— ASSIGNMENT —
An exact copy of every record is the expected answer.

— RECORDS FOR THIS TASK —
====================
#[cfg(test)]
mod tests {
    use super::*;
    use crate::storage::{ManualClock, DATABASE_NAME};
    use crate::types::{Row, Value};
    use std::fs;
    use std::sync::Arc;
    use tempfile::TempDir;

    fn create_test_table(name: &str) -> Table {
        Table::new(
            name,
            vec!["id".into(), "city".into()],
            vec![
                Row::from_pairs([("id", Value::Integer(1)), ("city", Value::from("Oslo"))]),
                Row::from_pairs([("id", Value::Integer(2)), ("city", Value::Null)]),
            ],
        )
    }

    fn open(temp_dir: &TempDir) -> (LocalStore, Arc<ManualClock>) {
        let clock = Arc::new(ManualClock::new(Utc::now()));
        let store = LocalStore::open_with_clock(temp_dir.path(), clock.clone()).unwrap();
        (store, clock)
    }

    #[test]
    fn test_save_and_load() {
        let temp_dir = TempDir::new().unwrap();
        let (store, _) = open(&temp_dir);
        let datasets = store.datasets();
        let table = create_test_table("cities");

        let record = datasets.save(&table, TableSource::Upload).unwrap();
        assert_eq!(record.version, 1);
        assert_eq!(record.access_count, 0);
        assert_eq!(record.metadata.row_count, 2);
        assert!(record.metadata.compressed_size > 0);

        let loaded = datasets.load(&table.id).unwrap().unwrap();
        assert_eq!(loaded, table);
        assert_eq!(datasets.get(&table.id).unwrap().unwrap().access_count, 1);
        assert!(datasets.load("missing").unwrap().is_none());
    }

    #[test]
    fn test_resave_keeps_access_accounting() {
        let temp_dir = TempDir::new().unwrap();
        let (store, clock) = open(&temp_dir);
        let datasets = store.datasets();
        let mut table = create_test_table("cities");
        let first = datasets.save(&table, TableSource::Upload).unwrap();
        datasets.load(&table.id).unwrap();

        clock.advance(Duration::minutes(1));
        table.rows.pop();
        let second = datasets.save(&table, TableSource::Derived).unwrap();
        assert_eq!(second.version, 2);
        assert_eq!(second.access_count, 1);
        assert_eq!(second.created_at, first.created_at);
        assert!(second.updated_at > first.updated_at);
        assert_eq!(second.metadata.row_count, 1);
    }

    #[test]
    fn test_save_if_version_rejects_stale_writes() {
        let temp_dir = TempDir::new().unwrap();
        let (store, _) = open(&temp_dir);
        let datasets = store.datasets();
        let table = create_test_table("cities");

        datasets.save_if_version(&table, TableSource::Upload, 0).unwrap();
        datasets.save_if_version(&table, TableSource::Upload, 1).unwrap();
        let err = datasets.save_if_version(&table, TableSource::Upload, 1).unwrap_err();
        assert!(matches!(err, InsightError::VersionConflict { expected: 1, found: 2, .. }));
    }

    #[test]
    fn test_cleanup_uses_last_access() {
        let temp_dir = TempDir::new().unwrap();
        let (store, clock) = open(&temp_dir);
        let datasets = store.datasets();
        let old = create_test_table("old");
        let used = create_test_table("used");
        datasets.save(&old, TableSource::Upload).unwrap();
        datasets.save(&used, TableSource::Upload).unwrap();

        clock.advance(Duration::days(10));
        datasets.load(&used.id).unwrap();
        clock.advance(Duration::days(25));

        assert_eq!(datasets.cleanup(30).unwrap(), 1);
        assert!(datasets.get(&old.id).unwrap().is_none());
        assert!(datasets.get(&used.id).unwrap().is_some());
    }

    #[test]
    fn test_list_tags_and_delete() {
        let temp_dir = TempDir::new().unwrap();
        let (store, clock) = open(&temp_dir);
        let datasets = store.datasets();
        let a = create_test_table("a");
        let b = create_test_table("b");
        datasets.save_with_tags(&a, TableSource::Upload, vec!["sales".into(), "q1".into()]).unwrap();
        clock.advance(Duration::seconds(1));
        datasets.save_with_tags(&b, TableSource::Upload, vec!["sales".into()]).unwrap();

        let names: Vec<String> = datasets.list_metadata().unwrap().into_iter().map(|r| r.metadata.name).collect();
        assert_eq!(names, vec!["b", "a"]);
        assert_eq!(datasets.find_by_tag("sales").unwrap().len(), 2);
        assert_eq!(datasets.find_by_tag("q1").unwrap()[0].id, a.id);
        assert_eq!(datasets.find_by_name("b").unwrap().len(), 1);

        assert!(datasets.delete(&a.id).unwrap());
        assert!(!datasets.delete(&a.id).unwrap());
        assert_eq!(datasets.list_metadata().unwrap().len(), 1);
    }

    fn payload_files(temp_dir: &TempDir) -> usize {
        let dir = temp_dir.path().join(DATABASE_NAME).join("payloads").join(DATASETS);
        fs::read_dir(dir).map_or(0, Iterator::count)
    }

    #[test]
    fn test_miss_writes_nothing() {
        let temp_dir = TempDir::new().unwrap();
        let (store, clock) = open(&temp_dir);
        let datasets = store.datasets();
        let table = create_test_table("cities");
        datasets.save(&table, TableSource::Upload).unwrap();

        let snapshot = temp_dir.path().join(DATABASE_NAME).join("datasets.bin");
        fs::remove_file(&snapshot).unwrap();
        clock.advance(Duration::days(40));
        assert!(datasets.load("missing").unwrap().is_none());
        assert!(!datasets.delete("missing").unwrap());
        assert_eq!(datasets.cleanup_before(Utc::now() - Duration::days(365)).unwrap(), 0);
        assert!(!snapshot.exists());

        datasets.load(&table.id).unwrap();
        assert!(snapshot.exists());
    }

    #[test]
    fn test_metadata_snapshot_excludes_row_data() {
        let temp_dir = TempDir::new().unwrap();
        let (store, _) = open(&temp_dir);
        let datasets = store.datasets();
        let rows = (0..5_000)
            .map(|i| Row::from_pairs([("id", Value::Integer(i)), ("city", Value::from(format!("city-{}", i * 7919 % 10_007)))]))
            .collect();
        let big = Table::new("big", vec!["id".into(), "city".into()], rows);
        let record = datasets.save(&big, TableSource::Upload).unwrap();
        datasets.load(&big.id).unwrap();

        let snapshot = temp_dir.path().join(DATABASE_NAME).join("datasets.bin");
        let snapshot_len = fs::metadata(snapshot).unwrap().len();
        assert!(snapshot_len < record.metadata.compressed_size as u64, "{snapshot_len} bytes");
    }

    #[test]
    fn test_payload_follows_the_record() {
        let temp_dir = TempDir::new().unwrap();
        let (store, clock) = open(&temp_dir);
        let datasets = store.datasets();
        let mut table = create_test_table("cities");

        datasets.save(&table, TableSource::Upload).unwrap();
        table.rows.pop();
        datasets.save(&table, TableSource::Upload).unwrap();
        assert_eq!(payload_files(&temp_dir), 1);
        assert_eq!(datasets.load(&table.id).unwrap().unwrap().row_count(), 1);

        assert!(datasets.delete(&table.id).unwrap());
        assert_eq!(payload_files(&temp_dir), 0);

        datasets.save(&table, TableSource::Upload).unwrap();
        clock.advance(Duration::days(31));
        assert_eq!(datasets.cleanup(30).unwrap(), 1);
        assert_eq!(payload_files(&temp_dir), 0);
    }

    #[test]
    fn test_survives_reopen() {
        let temp_dir = TempDir::new().unwrap();
        let table = create_test_table("persisted");
        {
            let (store, _) = open(&temp_dir);
            store.datasets().save(&table, TableSource::Upload).unwrap();
        }
        let (store, _) = open(&temp_dir);
        assert_eq!(store.datasets().load(&table.id).unwrap(), Some(table));
    }
}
====================
— EXERCISE ANSWER —
#[cfg(test)]
mod tests {
    use super::*;
    use crate::storage::{ManualClock, DATABASE_NAME};
    use crate::types::{Row, Value};
    use std::fs;
    use std::sync::Arc;
    use tempfile::TempDir;

    fn create_test_table(name: &str) -> Table {
        Table::new(
            name,
            vec!["id".into(), "city".into()],
            vec![
                Row::from_pairs([("id", Value::Integer(1)), ("city", Value::from("Oslo"))]),
                Row::from_pairs([("id", Value::Integer(2)), ("city", Value::Null)]),
            ],
        )
    }

    fn open(temp_dir: &TempDir) -> (LocalStore, Arc<ManualClock>) {
        let clock = Arc::new(ManualClock::new(Utc::now()));
        let store = LocalStore::open_with_clock(temp_dir.path(), clock.clone()).unwrap();
        (store, clock)
    }

    #[test]
    fn test_save_and_load() {
        let temp_dir = TempDir::new().unwrap();
        let (store, _) = open(&temp_dir);
        let datasets = store.datasets();
        let table = create_test_table("cities");

        let record = datasets.save(&table, TableSource::Upload).unwrap();
        assert_eq!(record.version, 1);
        assert_eq!(record.access_count, 0);
        assert_eq!(record.metadata.row_count, 2);
        assert!(record.metadata.compressed_size > 0);

        let loaded = datasets.load(&table.id).unwrap().unwrap();
        assert_eq!(loaded, table);
        assert_eq!(datasets.get(&table.id).unwrap().unwrap().access_count, 1);
        assert!(datasets.load("missing").unwrap().is_none());
    }

    #[test]
    fn test_resave_keeps_access_accounting() {
        let temp_dir = TempDir::new().unwrap();
        let (store, clock) = open(&temp_dir);
        let datasets = store.datasets();
        let mut table = create_test_table("cities");
        let first = datasets.save(&table, TableSource::Upload).unwrap();
        datasets.load(&table.id).unwrap();

        clock.advance(Duration::minutes(1));
        table.rows.pop();
        let second = datasets.save(&table, TableSource::Derived).unwrap();
        assert_eq!(second.version, 2);
        assert_eq!(second.access_count, 1);
        assert_eq!(second.created_at, first.created_at);
        assert!(second.updated_at > first.updated_at);
        assert_eq!(second.metadata.row_count, 1);
    }

    #[test]
    fn test_save_if_version_rejects_stale_writes() {
        let temp_dir = TempDir::new().unwrap();
        let (store, _) = open(&temp_dir);
        let datasets = store.datasets();
        let table = create_test_table("cities");

        datasets.save_if_version(&table, TableSource::Upload, 0).unwrap();
        datasets.save_if_version(&table, TableSource::Upload, 1).unwrap();
        let err = datasets.save_if_version(&table, TableSource::Upload, 1).unwrap_err();
        assert!(matches!(err, InsightError::VersionConflict { expected: 1, found: 2, .. }));
    }

    #[test]
    fn test_cleanup_uses_last_access() {
        let temp_dir = TempDir::new().unwrap();
        let (store, clock) = open(&temp_dir);
        let datasets = store.datasets();
        let old = create_test_table("old");
        let used = create_test_table("used");
        datasets.save(&old, TableSource::Upload).unwrap();
        datasets.save(&used, TableSource::Upload).unwrap();

        clock.advance(Duration::days(10));
        datasets.load(&used.id).unwrap();
        clock.advance(Duration::days(25));

        assert_eq!(datasets.cleanup(30).unwrap(), 1);
        assert!(datasets.get(&old.id).unwrap().is_none());
        assert!(datasets.get(&used.id).unwrap().is_some());
    }

    #[test]
    fn test_list_tags_and_delete() {
        let temp_dir = TempDir::new().unwrap();
        let (store, clock) = open(&temp_dir);
        let datasets = store.datasets();
        let a = create_test_table("a");
        let b = create_test_table("b");
        datasets.save_with_tags(&a, TableSource::Upload, vec!["sales".into(), "q1".into()]).unwrap();
        clock.advance(Duration::seconds(1));
        datasets.save_with_tags(&b, TableSource::Upload, vec!["sales".into()]).unwrap();

        let names: Vec<String> = datasets.list_metadata().unwrap().into_iter().map(|r| r.metadata.name).collect();
        assert_eq!(names, vec!["b", "a"]);
        assert_eq!(datasets.find_by_tag("sales").unwrap().len(), 2);
        assert_eq!(datasets.find_by_tag("q1").unwrap()[0].id, a.id);
        assert_eq!(datasets.find_by_name("b").unwrap().len(), 1);

        assert!(datasets.delete(&a.id).unwrap());
        assert!(!datasets.delete(&a.id).unwrap());
        assert_eq!(datasets.list_metadata().unwrap().len(), 1);
    }

    fn payload_files(temp_dir: &TempDir) -> usize {
        let dir = temp_dir.path().join(DATABASE_NAME).join("payloads").join(DATASETS);
        fs::read_dir(dir).map_or(0, Iterator::count)
    }

    #[test]
    fn test_miss_writes_nothing() {
        let temp_dir = TempDir::new().unwrap();
        let (store, clock) = open(&temp_dir);
        let datasets = store.datasets();
        let table = create_test_table("cities");
        datasets.save(&table, TableSource::Upload).unwrap();

        let snapshot = temp_dir.path().join(DATABASE_NAME).join("datasets.bin");
        fs::remove_file(&snapshot).unwrap();
        clock.advance(Duration::days(40));
        assert!(datasets.load("missing").unwrap().is_none());
        assert!(!datasets.delete("missing").unwrap());
        assert_eq!(datasets.cleanup_before(Utc::now() - Duration::days(365)).unwrap(), 0);
        assert!(!snapshot.exists());

        datasets.load(&table.id).unwrap();
        assert!(snapshot.exists());
    }

    #[test]
    fn test_metadata_snapshot_excludes_row_data() {
        let temp_dir = TempDir::new().unwrap();
        let (store, _) = open(&temp_dir);
        let datasets = store.datasets();
        let rows = (0..5_000)
            .map(|i| Row::from_pairs([("id", Value::Integer(i)), ("city", Value::from(format!("city-{}", i * 7919 % 10_007)))]))
            .collect();
        let big = Table::new("big", vec!["id".into(), "city".into()], rows);
        let record = datasets.save(&big, TableSource::Upload).unwrap();
        datasets.load(&big.id).unwrap();

        let snapshot = temp_dir.path().join(DATABASE_NAME).join("datasets.bin");
        let snapshot_len = fs::metadata(snapshot).unwrap().len();
        assert!(snapshot_len < record.metadata.compressed_size as u64, "{snapshot_len} bytes");
    }

    #[test]
    fn test_payload_follows_the_record() {
        let temp_dir = TempDir::new().unwrap();
        let (store, clock) = open(&temp_dir);
        let datasets = store.datasets();
        let mut table = create_test_table("cities");

        datasets.save(&table, TableSource::Upload).unwrap();
        table.rows.pop();
        datasets.save(&table, TableSource::Upload).unwrap();
        assert_eq!(payload_files(&temp_dir), 1);
        assert_eq!(datasets.load(&table.id).unwrap().unwrap().row_count(), 1);

        assert!(datasets.delete(&table.id).unwrap());
        assert_eq!(payload_files(&temp_dir), 0);

        datasets.save(&table, TableSource::Upload).unwrap();
        clock.advance(Duration::days(31));
        assert_eq!(datasets.cleanup(30).unwrap(), 1);
        assert_eq!(payload_files(&temp_dir), 0);
    }

    #[test]
    fn test_survives_reopen() {
        let temp_dir = TempDir::new().unwrap();
        let table = create_test_table("persisted");
        {
            let (store, _) = open(&temp_dir);
            store.datasets().save(&table, TableSource::Upload).unwrap();
        }
        let (store, _) = open(&temp_dir);
        assert_eq!(store.datasets().load(&table.id).unwrap(), Some(table));
    }
}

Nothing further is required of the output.